WORK TASK:
Check every line below for the string "InvalidSpawnRate". Copy the ones that have it.

GIVEN INFORMATION:
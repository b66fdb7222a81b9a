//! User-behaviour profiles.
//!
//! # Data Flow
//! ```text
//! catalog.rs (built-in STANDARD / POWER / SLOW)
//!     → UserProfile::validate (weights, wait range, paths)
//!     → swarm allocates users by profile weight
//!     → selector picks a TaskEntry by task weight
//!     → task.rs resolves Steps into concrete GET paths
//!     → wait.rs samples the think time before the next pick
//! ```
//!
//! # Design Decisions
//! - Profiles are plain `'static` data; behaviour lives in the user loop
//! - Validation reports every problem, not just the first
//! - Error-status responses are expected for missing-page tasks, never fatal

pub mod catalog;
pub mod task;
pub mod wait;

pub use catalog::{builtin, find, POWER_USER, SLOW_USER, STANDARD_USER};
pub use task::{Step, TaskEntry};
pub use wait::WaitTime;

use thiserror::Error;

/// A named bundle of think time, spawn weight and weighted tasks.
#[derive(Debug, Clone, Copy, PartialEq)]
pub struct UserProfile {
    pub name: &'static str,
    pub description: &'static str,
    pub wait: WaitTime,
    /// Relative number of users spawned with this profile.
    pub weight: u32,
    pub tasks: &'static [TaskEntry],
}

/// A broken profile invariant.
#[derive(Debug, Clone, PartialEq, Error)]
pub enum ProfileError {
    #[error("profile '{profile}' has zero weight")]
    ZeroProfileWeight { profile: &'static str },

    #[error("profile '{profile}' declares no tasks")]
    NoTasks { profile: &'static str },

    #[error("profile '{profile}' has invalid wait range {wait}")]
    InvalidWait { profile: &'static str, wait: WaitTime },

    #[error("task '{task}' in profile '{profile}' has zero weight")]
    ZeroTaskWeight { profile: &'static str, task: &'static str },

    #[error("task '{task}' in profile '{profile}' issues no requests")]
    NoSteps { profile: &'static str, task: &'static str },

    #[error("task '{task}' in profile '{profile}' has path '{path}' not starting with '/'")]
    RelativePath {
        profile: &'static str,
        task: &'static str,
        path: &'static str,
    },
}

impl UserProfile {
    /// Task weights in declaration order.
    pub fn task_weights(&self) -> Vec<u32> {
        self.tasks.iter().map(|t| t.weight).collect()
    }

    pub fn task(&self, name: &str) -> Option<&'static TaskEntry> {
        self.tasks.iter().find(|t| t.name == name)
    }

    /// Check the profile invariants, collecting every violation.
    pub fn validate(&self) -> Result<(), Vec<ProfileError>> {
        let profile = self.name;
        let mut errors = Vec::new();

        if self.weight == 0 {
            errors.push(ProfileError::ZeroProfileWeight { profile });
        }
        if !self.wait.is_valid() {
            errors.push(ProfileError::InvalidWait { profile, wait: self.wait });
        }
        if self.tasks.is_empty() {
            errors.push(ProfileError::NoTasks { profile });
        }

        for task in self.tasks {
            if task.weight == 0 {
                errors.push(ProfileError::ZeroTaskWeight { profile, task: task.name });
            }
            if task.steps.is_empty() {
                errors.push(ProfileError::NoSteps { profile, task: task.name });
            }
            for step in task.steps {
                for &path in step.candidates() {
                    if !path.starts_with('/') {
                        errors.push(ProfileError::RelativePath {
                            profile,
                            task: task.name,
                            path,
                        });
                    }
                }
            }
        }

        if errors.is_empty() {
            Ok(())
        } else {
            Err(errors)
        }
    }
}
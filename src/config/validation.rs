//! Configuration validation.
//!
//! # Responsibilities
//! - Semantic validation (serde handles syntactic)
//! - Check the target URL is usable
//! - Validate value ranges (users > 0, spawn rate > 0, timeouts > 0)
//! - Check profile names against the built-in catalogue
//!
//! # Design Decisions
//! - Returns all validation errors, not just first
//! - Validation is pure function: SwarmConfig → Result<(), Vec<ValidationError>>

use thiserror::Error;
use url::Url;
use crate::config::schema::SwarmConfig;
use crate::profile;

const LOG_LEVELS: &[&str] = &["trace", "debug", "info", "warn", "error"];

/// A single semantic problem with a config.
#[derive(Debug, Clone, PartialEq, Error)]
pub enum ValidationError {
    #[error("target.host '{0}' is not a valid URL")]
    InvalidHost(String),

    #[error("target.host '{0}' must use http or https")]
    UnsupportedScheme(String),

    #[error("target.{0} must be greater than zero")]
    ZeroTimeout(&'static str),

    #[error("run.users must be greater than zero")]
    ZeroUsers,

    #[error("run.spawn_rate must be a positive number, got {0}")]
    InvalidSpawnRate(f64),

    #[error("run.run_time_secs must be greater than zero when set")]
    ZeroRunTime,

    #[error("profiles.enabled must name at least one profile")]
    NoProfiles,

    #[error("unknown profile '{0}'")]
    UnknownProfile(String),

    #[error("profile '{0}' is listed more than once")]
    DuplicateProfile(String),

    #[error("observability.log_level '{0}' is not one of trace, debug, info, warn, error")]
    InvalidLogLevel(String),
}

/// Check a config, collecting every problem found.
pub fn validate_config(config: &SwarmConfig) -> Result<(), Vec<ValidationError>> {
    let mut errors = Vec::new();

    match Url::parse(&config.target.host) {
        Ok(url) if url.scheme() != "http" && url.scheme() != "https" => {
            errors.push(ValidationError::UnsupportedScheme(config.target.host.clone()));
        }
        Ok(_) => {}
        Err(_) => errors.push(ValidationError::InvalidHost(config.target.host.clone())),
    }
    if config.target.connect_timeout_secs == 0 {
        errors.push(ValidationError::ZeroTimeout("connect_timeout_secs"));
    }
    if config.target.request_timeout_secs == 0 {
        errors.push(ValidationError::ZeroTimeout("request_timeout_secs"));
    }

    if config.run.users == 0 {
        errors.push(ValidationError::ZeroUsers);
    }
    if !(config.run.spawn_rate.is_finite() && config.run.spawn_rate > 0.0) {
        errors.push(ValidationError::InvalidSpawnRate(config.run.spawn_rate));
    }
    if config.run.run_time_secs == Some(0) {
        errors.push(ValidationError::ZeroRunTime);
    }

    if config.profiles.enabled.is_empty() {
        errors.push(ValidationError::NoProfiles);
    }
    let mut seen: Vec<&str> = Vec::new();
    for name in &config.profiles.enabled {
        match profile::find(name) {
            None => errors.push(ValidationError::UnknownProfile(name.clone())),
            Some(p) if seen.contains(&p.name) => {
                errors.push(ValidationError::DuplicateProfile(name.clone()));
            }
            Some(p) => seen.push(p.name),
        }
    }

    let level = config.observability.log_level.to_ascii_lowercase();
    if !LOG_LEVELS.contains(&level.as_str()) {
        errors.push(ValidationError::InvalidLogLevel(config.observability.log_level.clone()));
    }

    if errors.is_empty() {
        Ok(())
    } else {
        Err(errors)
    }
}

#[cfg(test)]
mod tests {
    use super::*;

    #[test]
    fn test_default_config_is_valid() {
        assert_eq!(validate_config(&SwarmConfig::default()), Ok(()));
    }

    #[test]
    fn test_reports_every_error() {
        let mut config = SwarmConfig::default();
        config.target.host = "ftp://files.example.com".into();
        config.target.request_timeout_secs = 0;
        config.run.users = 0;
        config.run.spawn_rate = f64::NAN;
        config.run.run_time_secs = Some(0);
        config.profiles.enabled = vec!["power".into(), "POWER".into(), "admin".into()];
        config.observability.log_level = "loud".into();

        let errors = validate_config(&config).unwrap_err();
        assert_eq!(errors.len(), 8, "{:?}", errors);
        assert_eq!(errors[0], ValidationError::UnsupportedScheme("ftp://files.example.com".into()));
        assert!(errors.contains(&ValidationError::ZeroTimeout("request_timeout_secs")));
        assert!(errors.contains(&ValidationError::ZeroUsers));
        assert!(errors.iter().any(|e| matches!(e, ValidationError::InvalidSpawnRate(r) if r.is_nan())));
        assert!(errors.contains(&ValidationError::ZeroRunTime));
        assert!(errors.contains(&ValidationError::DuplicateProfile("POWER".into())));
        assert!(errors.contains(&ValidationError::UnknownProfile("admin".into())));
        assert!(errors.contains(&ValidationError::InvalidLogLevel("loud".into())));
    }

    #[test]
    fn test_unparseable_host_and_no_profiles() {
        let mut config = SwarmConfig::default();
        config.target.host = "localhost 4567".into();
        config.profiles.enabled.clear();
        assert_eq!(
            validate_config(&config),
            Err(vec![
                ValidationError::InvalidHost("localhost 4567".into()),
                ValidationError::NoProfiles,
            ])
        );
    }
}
* * *
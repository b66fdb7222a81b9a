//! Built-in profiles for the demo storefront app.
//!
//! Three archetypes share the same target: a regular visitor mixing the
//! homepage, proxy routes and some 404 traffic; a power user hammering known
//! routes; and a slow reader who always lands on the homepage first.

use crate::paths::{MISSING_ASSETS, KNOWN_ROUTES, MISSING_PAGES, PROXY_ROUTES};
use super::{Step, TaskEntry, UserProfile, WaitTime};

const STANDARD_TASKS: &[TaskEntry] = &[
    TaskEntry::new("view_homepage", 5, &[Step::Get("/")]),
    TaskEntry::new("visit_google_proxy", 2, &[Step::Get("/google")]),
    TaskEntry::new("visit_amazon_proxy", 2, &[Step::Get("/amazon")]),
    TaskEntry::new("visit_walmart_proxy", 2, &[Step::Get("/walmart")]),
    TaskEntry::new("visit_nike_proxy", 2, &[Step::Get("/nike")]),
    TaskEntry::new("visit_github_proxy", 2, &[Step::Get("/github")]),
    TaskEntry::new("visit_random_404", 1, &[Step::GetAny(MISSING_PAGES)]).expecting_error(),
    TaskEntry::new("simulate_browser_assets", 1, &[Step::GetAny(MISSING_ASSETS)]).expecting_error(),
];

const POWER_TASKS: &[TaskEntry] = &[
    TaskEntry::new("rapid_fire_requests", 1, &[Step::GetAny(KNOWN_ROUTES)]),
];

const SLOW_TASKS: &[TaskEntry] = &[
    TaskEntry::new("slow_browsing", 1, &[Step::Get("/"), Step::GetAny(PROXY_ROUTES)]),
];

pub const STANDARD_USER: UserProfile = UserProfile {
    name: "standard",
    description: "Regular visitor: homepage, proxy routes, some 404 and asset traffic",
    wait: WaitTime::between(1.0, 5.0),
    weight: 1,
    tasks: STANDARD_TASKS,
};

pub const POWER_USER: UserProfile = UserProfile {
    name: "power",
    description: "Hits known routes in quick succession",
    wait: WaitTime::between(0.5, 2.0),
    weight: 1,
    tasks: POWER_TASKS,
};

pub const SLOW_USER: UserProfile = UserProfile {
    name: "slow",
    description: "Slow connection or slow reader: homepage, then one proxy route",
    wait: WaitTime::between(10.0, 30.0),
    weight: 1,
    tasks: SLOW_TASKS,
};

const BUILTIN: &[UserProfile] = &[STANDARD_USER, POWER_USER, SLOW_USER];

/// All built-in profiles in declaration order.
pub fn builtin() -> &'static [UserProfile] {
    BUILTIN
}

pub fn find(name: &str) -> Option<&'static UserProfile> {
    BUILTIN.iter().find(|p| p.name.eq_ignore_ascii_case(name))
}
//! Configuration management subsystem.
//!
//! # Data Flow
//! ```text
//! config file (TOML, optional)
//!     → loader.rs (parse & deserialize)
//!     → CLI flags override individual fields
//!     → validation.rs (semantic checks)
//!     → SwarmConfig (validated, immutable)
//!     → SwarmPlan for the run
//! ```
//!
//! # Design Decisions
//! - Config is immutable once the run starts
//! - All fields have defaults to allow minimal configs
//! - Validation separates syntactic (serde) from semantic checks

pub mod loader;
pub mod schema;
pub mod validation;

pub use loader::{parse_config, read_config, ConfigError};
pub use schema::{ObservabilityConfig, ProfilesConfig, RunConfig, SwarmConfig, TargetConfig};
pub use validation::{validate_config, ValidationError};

ANSWER TO THIS TASK:
    InvalidSpawnRate(f64),
        errors.push(ValidationError::InvalidSpawnRate(config.run.spawn_rate));
        assert!(errors.iter().any(|e| matches!(e, ValidationError::InvalidSpawnRate(r) if r.is_nan())));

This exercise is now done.